I recently have heard him say in response to others that women don't ask why their labias/vulva's, ect are different than their mothers, so why would a son care if his penis is different than his dad's. This was after I had him watch the video of an infant being circ'ed. So clearly he's on board, but it was never a fight.
post #16 of 34
I said "we're not circ'ing." And dh said "ok."
post #17 of 34
dh didn't take any convincing, really. penn and teller sealed it for him, and now he's quite the intactavist, despite being circ'd himself.
post #18 of 34
XH was cool about it. I said, "If we have a boy, I don't think we should have him circumcised." He shrugged and said, "OK." And that was it. He knows I research everything to death before I make a decision, so he was pretty laid-back about things like that. And that was even before I got all rabidly anti-circ. I just thought it wasn't necessary, so why do it. XMIL, on the other hand, had a panic attack. Literally. She thought it meant that XH was mad at her for having him circ'd.
post #19 of 34
I brought up circ pretty early in my relationship with DP because it's an issue I feel very strongly about that would influence my decisions about whether or not to get more serious with a person depending on their stance and how strongly they felt about that stance.

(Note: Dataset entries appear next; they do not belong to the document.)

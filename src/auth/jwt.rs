use jsonwebtoken::{decode, encode, errors::ErrorKind, DecodingKey, EncodingKey, Header, Validation};
use thiserror::Error;
use time::{Duration, OffsetDateTime};
use tracing::debug;

use super::claims::Claims;
use crate::config::JwtConfig;

#[derive(Debug, Error, PartialEq, Eq)]
pub enum TokenError {
    #[error("Invalid token")]
    Invalid,
    #[error("Token expired")]
    Expired,
}

/// Signing and verification keys for session tokens.
#[derive(Clone)]
pub struct JwtKeys {
    encoding: EncodingKey,
    decoding: DecodingKey,
    issuer: String,
    audience: String,
    ttl: Duration,
}

impl JwtKeys {
    pub fn from_config(cfg: &JwtConfig) -> Self {
        Self {
            encoding: EncodingKey::from_secret(cfg.secret.as_bytes()),
            decoding: DecodingKey::from_secret(cfg.secret.as_bytes()),
            issuer: cfg.issuer.clone(),
            audience: cfg.audience.clone(),
            ttl: Duration::minutes(cfg.ttl_minutes),
        }
    }

    /// Lifetime of every issued token; the session cookie uses the same max-age.
    pub fn ttl(&self) -> Duration {
        self.ttl
    }

    pub fn sign(&self, user_id: i64) -> anyhow::Result<String> {
        self.sign_at(user_id, OffsetDateTime::now_utc())
    }

    pub fn sign_at(&self, user_id: i64, issued_at: OffsetDateTime) -> anyhow::Result<String> {
        let exp = issued_at + self.ttl;
        let claims = Claims {
            sub: user_id.to_string(),
            iat: issued_at.unix_timestamp().max(0) as usize,
            exp: exp.unix_timestamp().max(0) as usize,
            iss: self.issuer.clone(),
            aud: self.audience.clone(),
        };
        let token = encode(&Header::default(), &claims, &self.encoding)?;
        debug!(user_id, "jwt signed");
        Ok(token)
    }

    /// Returns the user id the token was issued for.
    pub fn verify(&self, token: &str) -> Result<i64, TokenError> {
        let mut validation = Validation::default();
        validation.leeway = 0;
        validation.set_audience(std::slice::from_ref(&self.audience));
        validation.set_issuer(std::slice::from_ref(&self.issuer));

        let data = decode::<Claims>(token, &self.decoding, &validation).map_err(|e| {
            match e.kind() {
                ErrorKind::ExpiredSignature => TokenError::Expired,
                _ => TokenError::Invalid,
            }
        })?;
        let user_id = data
            .claims
            .sub
            .parse::<i64>()
            .map_err(|_| TokenError::Invalid)?;
        debug!(user_id, "jwt verified");
        Ok(user_id)
    }
}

He said he had never thought about it, but that if I felt that strongly based on research that I've done that there was no way he would ever pressure me to do it and he would defer to me because I'm more informed about it than he is. He is circed, doesn't want to restore and thinks he's fine the way he is, but doesn't care about his son looking like him or anything silly like that. So we had a couple of chats about it here and there and I reiterated it when we found out we were pregnant, but it's just not a big debate around here.
post #20 of 34
DH didn't have an opinion one way or the other. I think he could have guessed that I wouldn't be cutting any future children since I already had my Anti circ bumper stickers on my car when we met.

When I became pregnant with DD, it never even came up. It was a complete non issue and no discussion was needed.